EXERCISE DETAILS
Look for "warn" in each line of the entries, and return the matching lines.

DATA
━━━━━━━━━━━━━━━━━━━━━━━━━━━━━━
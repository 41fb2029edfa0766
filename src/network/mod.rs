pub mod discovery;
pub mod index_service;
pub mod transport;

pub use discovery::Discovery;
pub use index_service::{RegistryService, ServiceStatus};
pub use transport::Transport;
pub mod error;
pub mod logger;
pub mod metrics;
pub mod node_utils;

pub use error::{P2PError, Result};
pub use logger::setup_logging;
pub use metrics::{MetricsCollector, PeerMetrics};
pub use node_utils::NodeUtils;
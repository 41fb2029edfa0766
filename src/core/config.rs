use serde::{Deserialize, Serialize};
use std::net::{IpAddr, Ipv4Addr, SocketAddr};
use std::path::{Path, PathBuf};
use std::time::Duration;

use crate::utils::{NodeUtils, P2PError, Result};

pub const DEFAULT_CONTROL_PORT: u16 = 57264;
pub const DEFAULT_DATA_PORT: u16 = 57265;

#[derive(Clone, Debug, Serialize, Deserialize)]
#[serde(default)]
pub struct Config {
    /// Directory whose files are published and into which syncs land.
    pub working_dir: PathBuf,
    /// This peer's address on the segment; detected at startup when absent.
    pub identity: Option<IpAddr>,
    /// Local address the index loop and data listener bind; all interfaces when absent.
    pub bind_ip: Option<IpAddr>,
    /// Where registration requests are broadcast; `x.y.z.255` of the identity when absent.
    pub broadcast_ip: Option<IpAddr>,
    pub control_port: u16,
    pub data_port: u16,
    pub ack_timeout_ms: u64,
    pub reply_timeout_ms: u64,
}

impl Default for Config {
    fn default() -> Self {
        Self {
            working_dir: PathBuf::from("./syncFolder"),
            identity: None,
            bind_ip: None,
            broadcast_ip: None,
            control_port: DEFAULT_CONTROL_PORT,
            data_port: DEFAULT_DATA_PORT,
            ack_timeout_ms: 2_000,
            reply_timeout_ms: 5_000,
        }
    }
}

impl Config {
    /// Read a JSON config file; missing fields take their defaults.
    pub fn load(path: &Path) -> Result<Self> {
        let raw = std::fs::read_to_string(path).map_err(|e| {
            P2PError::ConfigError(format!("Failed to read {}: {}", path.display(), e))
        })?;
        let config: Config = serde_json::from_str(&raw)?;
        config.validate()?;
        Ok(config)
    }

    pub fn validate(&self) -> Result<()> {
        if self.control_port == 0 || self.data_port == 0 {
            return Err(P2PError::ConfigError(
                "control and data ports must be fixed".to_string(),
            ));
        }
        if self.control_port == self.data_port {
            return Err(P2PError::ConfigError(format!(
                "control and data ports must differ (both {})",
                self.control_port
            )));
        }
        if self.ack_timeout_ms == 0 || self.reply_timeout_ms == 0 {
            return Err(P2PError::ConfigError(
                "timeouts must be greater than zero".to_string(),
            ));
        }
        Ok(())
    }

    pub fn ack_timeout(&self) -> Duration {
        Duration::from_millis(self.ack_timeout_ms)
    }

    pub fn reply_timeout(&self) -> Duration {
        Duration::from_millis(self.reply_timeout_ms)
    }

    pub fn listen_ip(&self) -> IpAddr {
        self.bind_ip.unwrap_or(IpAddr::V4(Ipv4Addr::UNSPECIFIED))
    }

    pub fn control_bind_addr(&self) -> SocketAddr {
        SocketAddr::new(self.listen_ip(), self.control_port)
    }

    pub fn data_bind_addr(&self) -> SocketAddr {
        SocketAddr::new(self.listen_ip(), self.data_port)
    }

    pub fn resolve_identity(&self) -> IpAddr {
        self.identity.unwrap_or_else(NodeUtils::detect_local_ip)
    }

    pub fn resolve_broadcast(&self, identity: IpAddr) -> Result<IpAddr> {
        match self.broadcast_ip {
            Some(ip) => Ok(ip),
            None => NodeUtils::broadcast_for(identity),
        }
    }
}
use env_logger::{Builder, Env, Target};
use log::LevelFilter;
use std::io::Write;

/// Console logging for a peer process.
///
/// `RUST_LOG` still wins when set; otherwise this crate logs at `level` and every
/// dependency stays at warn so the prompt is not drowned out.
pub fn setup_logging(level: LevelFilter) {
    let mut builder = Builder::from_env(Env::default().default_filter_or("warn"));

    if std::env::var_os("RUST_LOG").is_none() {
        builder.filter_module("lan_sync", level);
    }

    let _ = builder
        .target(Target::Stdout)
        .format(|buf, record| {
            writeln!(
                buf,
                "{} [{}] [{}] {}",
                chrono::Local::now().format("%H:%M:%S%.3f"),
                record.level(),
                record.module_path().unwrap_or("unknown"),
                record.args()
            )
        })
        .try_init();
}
━━━━━━━━━━━━━━━━━━━━━━━━━━━━━━
ANSWER BOX
/// dependency stays at warn so the prompt is not drowned out.
    let mut builder = Builder::from_env(Env::default().default_filter_or("warn"));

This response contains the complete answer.